African leaders began meeting this week to discuss the effects of globalisation on small economies, while at the South Pacific Forum, Pacific nations have been accused of being too dependent on outside powers. Smaller trade and economic blocs are a possible outcome. John Howard reports.

In Africa, meeting under the banner of the Southern Africa International Dialogue (SAID), 400 participants have come to Zimbabwe to hear Malaysian Prime Minister, Dr Mahathir Mohamad, speak on the "smart partnership" concept developed in Malaysia in 1995.

Mahathir was joined by the presidents of Botswana, Ghana, Malawi, Mozambique, Namibia, Uganda, Zambia, Zimbabwe, Congo, South Africa, Kenya, Lesotho, and Swaziland.

Omar Rahman, chairman of the Commonwealth Partnership for Technology Managment, who organised the conference, said the dialogue was not restricted to economic development and cooperation, but also provided a forum for resolving problems among countries.

"Malaysia has always had a philosophy that government, private sector and various groups have to work together for the common good of the country," Rahman said.

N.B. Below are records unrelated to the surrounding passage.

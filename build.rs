// build.rs

fn main() {
    #[cfg(feature = "grpc")]
    {
        tonic_build::configure()
            .build_server(true)
            .build_client(true)
            .compile(&["proto/kbm.proto"], &["proto"])
            .unwrap_or_else(|e| panic!("Failed to compile protos: {}", e));
    }

    println!("cargo:rerun-if-changed=proto");
}
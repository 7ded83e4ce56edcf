//! HTTP middleware

pub mod rate_limit;
//! Health check handlers

use axum::{extract::State, http::StatusCode, Json};
use serde::Serialize;
use crate::AppState;

#[derive(Serialize)]
pub struct HealthResponse {
    pub status: String,
    pub version: String,
}

#[derive(Serialize)]
pub struct ReadyResponse {
    pub status: String,
    pub checks: HealthChecks,
}

#[derive(Serialize)]
pub struct HealthChecks {
    pub store: CheckResult,
}

#[derive(Serialize)]
pub struct CheckResult {
    pub status: String,
    #[serde(skip_serializing_if = "Option::is_none")]
    pub latency_ms: Option<u64>,
    #[serde(skip_serializing_if = "Option::is_none")]
    pub error: Option<String>,
}

/// Liveness probe - always returns healthy if server is running
pub async fn health() -> Json<HealthResponse> {
    Json(HealthResponse {
        status: "healthy".to_string(),
        version: scripture_qa_common::VERSION.to_string(),
    })
}

/// Readiness probe - the document store must answer a ping
pub async fn ready(State(state): State<AppState>) -> (StatusCode, Json<ReadyResponse>) {
    let start = std::time::Instant::now();

    let store_check = match state.store.ping().await {
        Ok(_) => CheckResult {
            status: "up".to_string(),
            latency_ms: Some(start.elapsed().as_millis() as u64),
            error: None,
        },
        Err(e) => {
            tracing::warn!(error = %e, "Readiness check failed");
            CheckResult {
                status: "down".to_string(),
                latency_ms: None,
                error: Some(e.to_string()),
            }
        }
    };

    let ready = store_check.status == "up";
    let status = if ready {
        StatusCode::OK
    } else {
        StatusCode::SERVICE_UNAVAILABLE
    };

    (
        status,
        Json(ReadyResponse {
            status: if ready { "ready" } else { "not_ready" }.to_string(),
            checks: HealthChecks { store: store_check },
        }),
    )
}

The so-called Malaysian Ink concept holds that for a country to continue to grow and prosper, its neigbours must also grow and prosper at the same time, in a "smart partnership."

Mr Rahman said an issue that is very urgent and relevant for this region (Africa) is economic empowerment.

Host President, Robert Mugabe said, "All of us in the region have come to realise that the ideals of empowerment and the search for investment growth should be harmonised."

Mugabe, who recently visited Latin America, is in search of new economic partners and revitalisation of South-South cooperation to "prepare to confront the globalisation menace which is threatening to swallow economies of the weaker countries."

Both Mugabe and Mahathir have recently taken swipes at the IMF and World Bank over their policies which are seen as destructive. Mugabe described the IMF as "that creature." His use of South-South cooperation instead of North-South signals a shift in thinking away from Western-nation dominance.

Tanazanian President, Benjamin Mkapa, in a speech read on his behalf, said Africa would not escape globalisation "but we must stand up for our interests and ask, globalisation under what terms and to what end." He urged Africa to safeguard its interests in the globalisation process.

"We must stop being swayed like a leaf in the wind. The time has come for a second political liberation in Africa whereby we will determine our own political dispensation and destiny that embraces universally accepted democratic norms but with African characteristics." Mr Mkapa could not attend the conference due to the serious illness of Tanzanian founding father, Julius Nyerere.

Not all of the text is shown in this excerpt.